An overview: recent development of semiconductor/graphene nanocomposites for photodegradation of phenol and phenolic compounds in aqueous solution
Published in Journal of Asian Ceramic Societies, 2021
Reyhaneh Kaveh, Hassan Alijani
A great number of research has mentioned that phenol can be destroyed to carbon dioxide and water [35,36]. Moreover, some of the intermediate products formed during photocatalytic degradation of phenol. The most commonly used way to discover intermediates is extraction via organic solvent, after esterification or acetylation, followed by analysis through gas chromatography or gas chromatography/mass spectrometry.
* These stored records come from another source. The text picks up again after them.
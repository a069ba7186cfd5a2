//! Record stores: one logical table per record family, keyed by ID

use serde_json::Value;
use std::collections::{BTreeMap, HashMap};

use crate::core::entity::Entity;
use crate::core::error::StoreError;
use crate::core::identity::{EntityId, EntityPrefix};
use crate::core::loader;
use crate::core::project::Project;

/// Durable storage for quality records
///
/// Reads return owned copies; nothing a caller does to a fetched record is
/// visible until it is persisted again.
pub trait RecordStore {
    /// Load one record, `None` if absent
    fn fetch<R: Entity>(&self, id: &EntityId) -> Result<Option<R>, StoreError>;

    /// Load every record of a family, in no particular order
    fn fetch_all<R: Entity>(&self) -> Result<Vec<R>, StoreError>;

    /// Insert or replace a record
    fn persist<R: Entity>(&mut self, record: &R) -> Result<(), StoreError>;

    /// Remove a record, returning whether it existed
    fn remove<R: Entity>(&mut self, id: &EntityId) -> Result<bool, StoreError>;

    /// Number of records in a family
    fn count<R: Entity>(&self) -> Result<usize, StoreError> {
        Ok(self.fetch_all::<R>()?.len())
    }
}

/// In-process store; records are kept in serialized form
#[derive(Debug, Default)]
pub struct MemoryStore {
    tables: HashMap<EntityPrefix, BTreeMap<EntityId, Value>>,
}

impl MemoryStore {
    pub fn new() -> Self {
        Self::default()
    }
}

impl RecordStore for MemoryStore {
    fn fetch<R: Entity>(&self, id: &EntityId) -> Result<Option<R>, StoreError> {
        self.tables
            .get(&R::PREFIX)
            .and_then(|table| table.get(id))
            .map(|value| serde_json::from_value(value.clone()))
            .transpose()
            .map_err(StoreError::from)
    }

    fn fetch_all<R: Entity>(&self) -> Result<Vec<R>, StoreError> {
        let Some(table) = self.tables.get(&R::PREFIX) else {
            return Ok(Vec::new());
        };
        table
            .values()
            .map(|value| serde_json::from_value(value.clone()).map_err(StoreError::from))
            .collect()
    }

    fn persist<R: Entity>(&mut self, record: &R) -> Result<(), StoreError> {
        let value = serde_json::to_value(record)?;
        self.tables
            .entry(R::PREFIX)
            .or_default()
            .insert(record.id().clone(), value);
        Ok(())
    }

    fn remove<R: Entity>(&mut self, id: &EntityId) -> Result<bool, StoreError> {
        Ok(self
            .tables
            .get_mut(&R::PREFIX)
            .is_some_and(|table| table.remove(id).is_some()))
    }

    fn count<R: Entity>(&self) -> Result<usize, StoreError> {
        Ok(self.tables.get(&R::PREFIX).map_or(0, BTreeMap::len))
    }
}

/// One YAML file per record inside a project tree
#[derive(Debug, Clone)]
pub struct YamlStore {
    project: Project,
}

impl YamlStore {
    pub fn new(project: Project) -> Self {
        Self { project }
    }

    pub fn project(&self) -> &Project {
        &self.project
    }
}

impl RecordStore for YamlStore {
    fn fetch<R: Entity>(&self, id: &EntityId) -> Result<Option<R>, StoreError> {
        let path = self.project.entity_path(R::PREFIX, id);
        if !path.exists() {
            return Ok(None);
        }
        tracing::debug!(path = %path.display(), "reading record");
        loader::load_file(&path).map(Some)
    }

    fn fetch_all<R: Entity>(&self) -> Result<Vec<R>, StoreError> {
        loader::load_all(&self.project.family_dir(R::PREFIX))
    }

    fn persist<R: Entity>(&mut self, record: &R) -> Result<(), StoreError> {
        let path = self.project.entity_path(R::PREFIX, record.id());
        tracing::debug!(path = %path.display(), "writing record");
        loader::write_file(&path, record)
    }

    fn remove<R: Entity>(&mut self, id: &EntityId) -> Result<bool, StoreError> {
        let path = self.project.entity_path(R::PREFIX, id);
        if !path.exists() {
            return Ok(false);
        }
        std::fs::remove_file(&path).map_err(|e| StoreError::io(&path, e))?;
        Ok(true)
    }

    fn count<R: Entity>(&self) -> Result<usize, StoreError> {
        Ok(loader::record_files(&self.project.family_dir(R::PREFIX)).len())
    }
}

#[cfg(test)]
mod tests {
    use super::*;
    use crate::core::entity::Severity;
    use crate::entities::{Capa, CapaType, Ncr};
    use tempfile::tempdir;

    fn ncr(number: &str) -> Ncr {
        let mut ncr = Ncr::new("Burr on flange", Severity::Major, "qa");
        ncr.ncr_number = number.to_string();
        ncr
    }

    #[test]
    fn test_memory_store_returns_copies() {
        let mut store = MemoryStore::new();
        let record = ncr("NCR-2025-001");
        store.persist(&record).unwrap();

        let mut fetched: Ncr = store.fetch(&record.id).unwrap().unwrap();
        fetched.title = "changed".to_string();

        let again: Ncr = store.fetch(&record.id).unwrap().unwrap();
        assert_eq!(again.title, "Burr on flange");
    }

    #[test]
    fn test_memory_store_keeps_families_apart() {
        let mut store = MemoryStore::new();
        store.persist(&ncr("NCR-2025-001")).unwrap();
        store
            .persist(&Capa::new("CAPA-1", "Fix deburring", CapaType::Corrective, "qa"))
            .unwrap();

        assert_eq!(store.count::<Ncr>().unwrap(), 1);
        assert_eq!(store.count::<Capa>().unwrap(), 1);
        assert_eq!(store.fetch_all::<Ncr>().unwrap().len(), 1);
    }

    #[test]
    fn test_memory_store_remove() {
        let mut store = MemoryStore::new();
        let record = ncr("NCR-2025-001");
        store.persist(&record).unwrap();

        assert!(store.remove::<Ncr>(&record.id).unwrap());
        assert!(!store.remove::<Ncr>(&record.id).unwrap());
        assert!(store.fetch::<Ncr>(&record.id).unwrap().is_none());
    }

    #[test]
    fn test_yaml_store_round_trips_through_files() {
        let tmp = tempdir().unwrap();
        let project = Project::init(tmp.path()).unwrap();
        let mut store = YamlStore::new(project.clone());

        let record = ncr("NCR-2025-007");
        store.persist(&record).unwrap();
        assert!(project.entity_path(EntityPrefix::Ncr, &record.id).exists());

        let fetched: Ncr = store.fetch(&record.id).unwrap().unwrap();
        assert_eq!(fetched.ncr_number, "NCR-2025-007");
        assert_eq!(store.count::<Ncr>().unwrap(), 1);

        assert!(store.remove::<Ncr>(&record.id).unwrap());
        assert!(store.fetch::<Ncr>(&record.id).unwrap().is_none());
    }

    #[test]
    fn test_yaml_store_missing_family_is_empty() {
        let tmp = tempdir().unwrap();
        let project = Project::init(tmp.path()).unwrap();
        let store = YamlStore::new(project);
        assert!(store.fetch_all::<Capa>().unwrap().is_empty());
    }
}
The possible by products of the phenol degradation are hydroquinone, resorcinol, catechol, pyrogallol, 1,4-benzoquinone, 1,2,4-benzenetriol, salicylic acid, 2-propylphenol, 2-hydroxy-1,4-benzoquinone, 2,2-dihydroxybiphenyl, 2-hydroxybenzophenone, hydroxybenzoic acid, 2-hydroxy-benzophenone, 4,4- dihydroxybiphenyl, 2-propylphenol, hydroxybenzioc aldehyde, muconic acid, muconic aldehyde, maleic acid, 3-hydroxypropyl acid and hydroxyl-acetic acid. Scheme 2 illustrates the main phenol degradation intermediates, which these intermediates undergo more photocatalytic oxidation generate polar intermediates such as carboxylic acids and aldehydes and finally CO2 and H2O [37–39].